Data excerpts
BEGIN
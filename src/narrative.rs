//! Optional narrative commentary for scan results.
//!
//! A stateless one-shot collaborator: takes one `ScanResult`'s numbers,
//! asks a chat-completions endpoint for a short prose read, returns the
//! text. No retries, no state, no algorithmic content — disabled unless
//! configured.

use anyhow::{Context, Result};
use async_trait::async_trait;
use reqwest::Client;
use serde::{Deserialize, Serialize};
use std::time::Duration;
use tracing::debug;

use crate::types::ScanResult;

const OPENROUTER_API_URL: &str = "https://openrouter.ai/api/v1/chat/completions";
const DEFAULT_MODEL: &str = "anthropic/claude-3.5-haiku";

// ---------------------------------------------------------------------------
// Trait
// ---------------------------------------------------------------------------

/// One-shot prose generator for a single scan result.
#[async_trait]
pub trait NarrativeGenerator: Send + Sync {
    async fn narrate(&self, result: &ScanResult) -> Result<String>;

    fn model_name(&self) -> &str;
}

// ---------------------------------------------------------------------------
// Request/response types
// ---------------------------------------------------------------------------

#[derive(Debug, Serialize)]
struct ChatRequest {
    model: String,
    max_tokens: u32,
    messages: Vec<ChatMessage>,
}

#[derive(Debug, Serialize, Deserialize)]
struct ChatMessage {
    role: String,
    content: String,
}

#[derive(Debug, Deserialize)]
struct ChatResponse {
    choices: Vec<ChatChoice>,
}

#[derive(Debug, Deserialize)]
struct ChatChoice {
    message: ChatMessage,
}

// ---------------------------------------------------------------------------
// OpenRouter client
// ---------------------------------------------------------------------------

/// Chat-completions client used for commentary.
pub struct OpenRouterNarrator {
    http: Client,
    api_key: String,
    model: String,
    max_tokens: u32,
}

impl OpenRouterNarrator {
    pub fn new(api_key: String, model: Option<String>, max_tokens: u32) -> Result<Self> {
        let http = Client::builder()
            .timeout(Duration::from_secs(60))
            .build()
            .context("Failed to build HTTP client for narrative generator")?;

        Ok(Self {
            http,
            api_key,
            model: model
                .filter(|m| !m.is_empty())
                .unwrap_or_else(|| DEFAULT_MODEL.to_string()),
            max_tokens,
        })
    }
}

/// Render the numeric fields of a result into the user message.
fn commentary_prompt(result: &ScanResult) -> String {
    format!(
        "Instrument {symbol}: current close {current:.2}, suggested limit entry \
         {buy:.2}, simulated target {sell:.2} expected within {days} trading days \
         (projected return {ret:.2}%). Model note: {insight}. \
         Write two sentences of plain-language commentary on this setup for a \
         retail investor. No financial advice disclaimer needed.",
        symbol = result.instrument.symbol(),
        current = result.current_price,
        buy = result.buy_price,
        sell = result.sell_price,
        days = result.days_to_target,
        ret = result.projected_return * 100.0,
        insight = result.insight,
    )
}

#[async_trait]
impl NarrativeGenerator for OpenRouterNarrator {
    async fn narrate(&self, result: &ScanResult) -> Result<String> {
        let request = ChatRequest {
            model: self.model.clone(),
            max_tokens: self.max_tokens,
            messages: vec![ChatMessage {
                role: "user".to_string(),
                content: commentary_prompt(result),
            }],
        };

        debug!(model = %self.model, symbol = %result.instrument, "Requesting commentary");

        let resp = self
            .http
            .post(OPENROUTER_API_URL)
            .header("Authorization", format!("Bearer {}", self.api_key))
            .json(&request)
            .send()
            .await
            .context("Narrative request failed")?
            .error_for_status()
            .context("Narrative request rejected")?;

        let body: ChatResponse = resp
            .json()
            .await
            .context("Failed to parse narrative response")?;

        let text = body
            .choices
            .into_iter()
            .next()
            .map(|c| c.message.content.trim().to_string())
            .filter(|t| !t.is_empty())
            .context("Narrative response contained no text")?;

        Ok(text)
    }

    fn model_name(&self) -> &str {
        &self.model
    }
}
END
WHAT TO WORK ON: What you return must match the data word for word.

ANSWER:
filename src/narrative.rs
//! Optional narrative commentary for scan results.
//!
//! A stateless one-shot collaborator: takes one `ScanResult`'s numbers,
//! asks a chat-completions endpoint for a short prose read, returns the
//! text. No retries, no state, no algorithmic content — disabled unless
//! configured.

use anyhow::{Context, Result};
use async_trait::async_trait;
use reqwest::Client;
use serde::{Deserialize, Serialize};
use std::time::Duration;
use tracing::debug;

use crate::types::ScanResult;

const OPENROUTER_API_URL: &str = "https://openrouter.ai/api/v1/chat/completions";
const DEFAULT_MODEL: &str = "anthropic/claude-3.5-haiku";

// ---------------------------------------------------------------------------
// Trait
// ---------------------------------------------------------------------------

/// One-shot prose generator for a single scan result.
#[async_trait]
pub trait NarrativeGenerator: Send + Sync {
    async fn narrate(&self, result: &ScanResult) -> Result<String>;

    fn model_name(&self) -> &str;
}

// ---------------------------------------------------------------------------
// Request/response types
// ---------------------------------------------------------------------------

#[derive(Debug, Serialize)]
struct ChatRequest {
    model: String,
    max_tokens: u32,
    messages: Vec<ChatMessage>,
}

#[derive(Debug, Serialize, Deserialize)]
struct ChatMessage {
    role: String,
    content: String,
}

#[derive(Debug, Deserialize)]
struct ChatResponse {
    choices: Vec<ChatChoice>,
}

#[derive(Debug, Deserialize)]
struct ChatChoice {
    message: ChatMessage,
}

// ---------------------------------------------------------------------------
// OpenRouter client
// ---------------------------------------------------------------------------

/// Chat-completions client used for commentary.
pub struct OpenRouterNarrator {
    http: Client,
    api_key: String,
    model: String,
    max_tokens: u32,
}

impl OpenRouterNarrator {
    pub fn new(api_key: String, model: Option<String>, max_tokens: u32) -> Result<Self> {
        let http = Client::builder()
            .timeout(Duration::from_secs(60))
            .build()
            .context("Failed to build HTTP client for narrative generator")?;

        Ok(Self {
            http,
            api_key,
            model: model
                .filter(|m| !m.is_empty())
                .unwrap_or_else(|| DEFAULT_MODEL.to_string()),
            max_tokens,
        })
    }
}

/// Render the numeric fields of a result into the user message.
fn commentary_prompt(result: &ScanResult) -> String {
    format!(
        "Instrument {symbol}: current close {current:.2}, suggested limit entry \
         {buy:.2}, simulated target {sell:.2} expected within {days} trading days \
         (projected return {ret:.2}%). Model note: {insight}. \
         Write two sentences of plain-language commentary on this setup for a \
         retail investor. No financial advice disclaimer needed.",
        symbol = result.instrument.symbol(),
        current = result.current_price,
        buy = result.buy_price,
        sell = result.sell_price,
        days = result.days_to_target,
        ret = result.projected_return * 100.0,
        insight = result.insight,
    )
}

#[async_trait]
impl NarrativeGenerator for OpenRouterNarrator {
    async fn narrate(&self, result: &ScanResult) -> Result<String> {
        let request = ChatRequest {
            model: self.model.clone(),
            max_tokens: self.max_tokens,
            messages: vec![ChatMessage {
                role: "user".to_string(),
                content: commentary_prompt(result),
            }],
        };

        debug!(model = %self.model, symbol = %result.instrument, "Requesting commentary");

        let resp = self
            .http
            .post(OPENROUTER_API_URL)
            .header("Authorization", format!("Bearer {}", self.api_key))
            .json(&request)
            .send()
            .await
            .context("Narrative request failed")?
            .error_for_status()
            .context("Narrative request rejected")?;

        let body: ChatResponse = resp
            .json()
            .await
            .context("Failed to parse narrative response")?;

        let text = body
            .choices
            .into_iter()
            .next()
            .map(|c| c.message.content.trim().to_string())
            .filter(|t| !t.is_empty())
            .context("Narrative response contained no text")?;

        Ok(text)
    }

    fn model_name(&self) -> &str {
        &self.model
    }
}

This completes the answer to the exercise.